Species-specific exam rooms for mixed practices
Ideally, your vet should have an exam room dedicated to cats only. Pheromone sprays, calming music and appropriate wall coverings can all contribute to a calm atmosphere. Interestingly, Dr. Becker suggested that practices should not use photographs or paintings of cats on the walls, as seeing these images may trigger territorial aggression in some cats.
A sense of calm in the exam room
Dr. Elizabeth Colleran, a feline veterinarian and owner of two cat practices, believes that the fewer people go into the exam room, the less stressed the cat will be. Rather than having a technician go into the room first, Dr. Colleran prefers to go in by herself. She will talk to the cat’s guardian for several minutes before she even begins to acknowledge the cat so the cat has time to acclimate to her presence. Speaking in a calm voice and moving slowly is key to reducing stress for cats.
The best location to examine the pet
Cat carriers with removable tops or tops that open are ideal, as exams can often be conducted without the cat having to leave the comfort of the carrier. Exam tables should be covered with non-slip, soft surfaces. Exams can also be performed on the floor, or while the cat is on the guardian’s lap. Veterinarians or staff should note in the medical record what is most comfortable for the cat.
The AAFP’s Feline Friendly Handling Guidelines provide comprehensive instructions for veterinary staff to make feline vet visits less stressful.
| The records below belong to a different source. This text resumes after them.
use std::path::{Path, PathBuf};
use std::sync::Arc;
use std::time::Duration;

use anyhow::{Context, Result};
use clap::{Parser, Subcommand};
use url::Url;
use wxdash_core::Config;
use wxdash_weather::{
    compass_direction, format_speed, format_temperature, LocationStore, RecentSearch,
    SavedLocation, WeatherProvider,
};
use wxdash_worker::{
    open_storage, CacheStorage, HttpFetcher, OfflineWorker, Registration, Request, WorkerHost,
};

/// wxdash - Weather dashboard with offline caching.
#[derive(Debug, Parser)]
#[command(name = "wxdash")]
#[command(author, version, about, long_about = None)]
struct Cli {
    /// Path to config file (overrides the default location)
    #[arg(short, long, global = true)]
    config: Option<PathBuf>,

    #[command(subcommand)]
    command: Commands,
}

#[derive(Debug, Subcommand)]
enum Commands {
    /// Install and activate the worker, pre-caching the app shell
    Install,

    /// Run activation again: drop old caches and expired forecasts
    Activate,

    /// List caches and their entry counts
    Status,

    /// Show the forecast for a city
    Forecast {
        /// City name, e.g. "Berlin"
        place: String,
    },

    /// Fetch a URL through the worker and print the response
    Fetch {
        url: Url,

        /// Issue the request as a page navigation
        #[arg(long)]
        navigate: bool,
    },

    /// Geocode a city and add it to the saved locations
    Save {
        place: String,
    },

    /// List saved locations
    Saved {
        /// Remove the saved location with this id
        #[arg(long, value_name = "ID")]
        delete: Option<i64>,

        /// Remove every saved location
        #[arg(long, conflicts_with = "delete")]
        clear: bool,
    },

    /// List recent searches
    Recent {
        /// Remove the search with this id
        #[arg(long, value_name = "ID")]
        delete: Option<i64>,

        /// Mark or unmark the search with this id as a favorite
        #[arg(long, value_name = "ID", conflicts_with = "delete")]
        favorite: Option<i64>,

        /// Remove every recent search
        #[arg(long, conflicts_with_all = ["delete", "favorite"])]
        clear: bool,
    },
}

/// Load the config from `path` when given, else from the default location.
/// Either way it must pass validation.
fn load_config(path: Option<&Path>) -> Result<Config> {
    let config = match path {
        Some(path) => Config::load_from(path)
            .with_context(|| format!("Failed to load config from {}", path.display()))?,
        None => return Ok(Config::load_validated()?.0),
    };

    let validation = config.validate();
    if !validation.is_valid() {
        anyhow::bail!(
            "Configuration validation failed: {}",
            validation.error_summary()
        );
    }
    for warning in &validation.warnings {
        tracing::warn!("Config warning: {}", warning);
    }
    Ok(config)
}

async fn register(
    config: &Config,
    storage: Arc<dyn CacheStorage>,
) -> Result<(WorkerHost, Registration)> {
    let worker = OfflineWorker::from_config(&config.cache, storage)?;
    let network = HttpFetcher::new(config.cache.request_timeout_secs.map(Duration::from_secs))?;
    let registered = WorkerHost::register(Arc::new(worker), Arc::new(network)).await?;
    Ok(registered)
}

fn open_locations(config: &Config) -> Result<Arc<LocationStore>> {
    std::fs::create_dir_all(&config.config_dir)
        .with_context(|| format!("Failed to create {}", config.config_dir.display()))?;
    let store = LocationStore::new(config.locations_path())?;
    Ok(Arc::new(store))
}

/// One line per cache namespace. Reads the store only; nothing is
/// installed or purged.
async fn status_lines(config: &Config, storage: &dyn CacheStorage) -> Result<Vec<String>> {
    let current = config.cache.current_cache_names();
    let names = storage.namespaces().await?;
    if names.is_empty() {
        return Ok(vec!["No caches".to_string()]);
    }

    let mut lines = Vec::with_capacity(names.len());
    for name in names {
        let count = storage.keys(&name).await?.len();
        let marker = if current.contains(&name.as_str()) {
            ""
        } else {
            " (stale)"
        };
        lines.push(format!("{:<28} {:>5} entries{}", name, count, marker));
    }
    Ok(lines)
}

fn timestamp(millis: i64) -> String {
    chrono::DateTime::from_timestamp_millis(millis)
        .map(|t| t.format("%Y-%m-%d %H:%M").to_string())
        .unwrap_or_else(|| "-".to_string())
}

fn saved_lines(saved: &[SavedLocation]) -> Vec<String> {
    if saved.is_empty() {
        return vec!["No saved locations".to_string()];
    }
    saved
        .iter()
        .map(|s| {
            format!(
                "{:>4}  {:<32} {:>8.3} {:>8.3}",
                s.id,
                s.place.label(),
                s.place.latitude,
                s.place.longitude
            )
        })
        .collect()
}

fn recent_lines(recent: &[RecentSearch]) -> Vec<String> {
    if recent.is_empty() {
        return vec!["No recent searches".to_string()];
    }
    recent
        .iter()
        .map(|r| {
            format!(
                "{:>4} {} {:<32} {}",
                r.id,
                if r.favorite { '*' } else { ' ' },
                r.place.label(),
                timestamp(r.searched_at)
            )
        })
        .collect()
}

async fn forecast(config: &Config, provider: &WeatherProvider, place: &str) -> Result<()> {
    let units = config.weather.units;
    let forecast = provider.forecast(place).await?;

    println!("{}", forecast.place.label());
    for day in forecast.days() {
        println!(
            "  {}  {:>9} / {:<9}  {:<12} {} {}",
            day.date,
            format_temperature(day.temp_min, units),
            format_temperature(day.temp_max, units),
            format_speed(day.wind_speed_max, units),
            compass_direction(day.wind_direction).unwrap_or("-"),
            day.description().unwrap_or("-"),
        );
    }
    if let Some(advisory) = forecast.advisory() {
        println!("\n{:?}: {}", advisory.level, advisory.message);
    }
    Ok(())
}

#[tokio::main]
async fn main() -> Result<()> {
    let cli = Cli::parse();

    wxdash_core::init()?;

    let config = load_config(cli.config.as_deref())?;
    let storage = open_storage(&config)?;

    match cli.command {
        Commands::Install => {
            let (_, registration) = register(&config, storage).await?;
            let install = registration.install;
            println!(
                "Pre-cached {} of {} core assets",
                install.precached.len(),
                install.precached.len() + install.failed.len()
            );
            for url in &install.failed {
                println!("  failed: {}", url);
            }
            if let Some(activate) = registration.activate {
                println!(
                    "Activated: {} old caches deleted, {} expired forecasts purged",
                    activate.deleted_caches.len(),
                    activate.purged_entries
                );
            }
        }
        Commands::Activate => {
            let (host, _) = register(&config, storage).await?;
            let report = host.activate().await?;
            for name in &report.deleted_caches {
                println!("Deleted cache {}", name);
            }
            println!("Purged {} expired forecasts", report.purged_entries);
        }
        Commands::Status => {
            for line in status_lines(&config, storage.as_ref()).await? {
                println!("{}", line);
            }
        }
        Commands::Forecast { place } => {
            let history = open_locations(&config)?;
            let (host, _) = register(&config, storage).await?;
            let provider = WeatherProvider::new(host, config.weather.clone()).with_history(history);
            forecast(&config, &provider, &place).await?;
        }
        Commands::Fetch { url, navigate } => {
            let (host, _) = register(&config, storage).await?;
            let request = if navigate {
                Request::navigate(url)
            } else {
                Request::get(url)
            };
            let response = host.fetch(request).await?;
            eprintln!("HTTP {}", response.status());
            println!("{}", response.text());
        }
        Commands::Save { place } => {
            let locations = open_locations(&config)?;
            let (host, _) = register(&config, storage).await?;
            let provider = WeatherProvider::new(host, config.weather.clone());
            let place = provider.search(&place).await?;
            let id = locations.save_location(&place, chrono::Utc::now().timestamp_millis())?;
            println!("Saved {} (#{})", place.label(), id);
        }
        Commands::Saved { delete, clear } => {
            let locations = open_locations(&config)?;
            if let Some(id) = delete {
                if !locations.delete_saved(id)? {
                    anyhow::bail!("No saved location #{}", id);
                }
            } else if clear {
                println!("Removed {} saved locations", locations.clear_saved()?);
            }
            for line in saved_lines(&locations.saved_locations()?) {
                println!("{}", line);
            }
        }
        Commands::Recent {
            delete,
            favorite,
            clear,
        } => {
            let locations = open_locations(&config)?;
            if let Some(id) = delete {
                if !locations.delete_recent(id)? {
                    anyhow::bail!("No recent search #{}", id);
                }
            } else if let Some(id) = favorite {
                if locations.toggle_favorite(id)?.is_none() {
                    anyhow::bail!("No recent search #{}", id);
                }
            } else if clear {
                println!("Removed {} recent searches", locations.clear_recent()?);
            }
            for line in recent_lines(&locations.recent_searches()?) {
                println!("{}", line);
            }
        }
    }

    tracing::info!("wxdash finished");
    Ok(())
}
Improved veterinary visits for cats
I’m delighted to see this trend. It’s quite a change from how I was trained when I worked in the veterinary profession from the mid-1990’s to the mid-2000’s. More often than not, forceful restraint was used when working with cats. Now, this approach is discouraged. Practices are even advised to no longer use the term “fractious” when it comes to working with challenging cats. Dr. Becker suggests using the term “fearful” instead. This may seem like semantics, but I believe it’s more than that: it shows a better understanding of cat’s unique needs in the veterinary clinic.
I am encouraged by this focus on reducing the stress of veterinary visits. America’s cats will be healthier and happier as a result of the AAFP’s and Dr. Becker’s initiatives.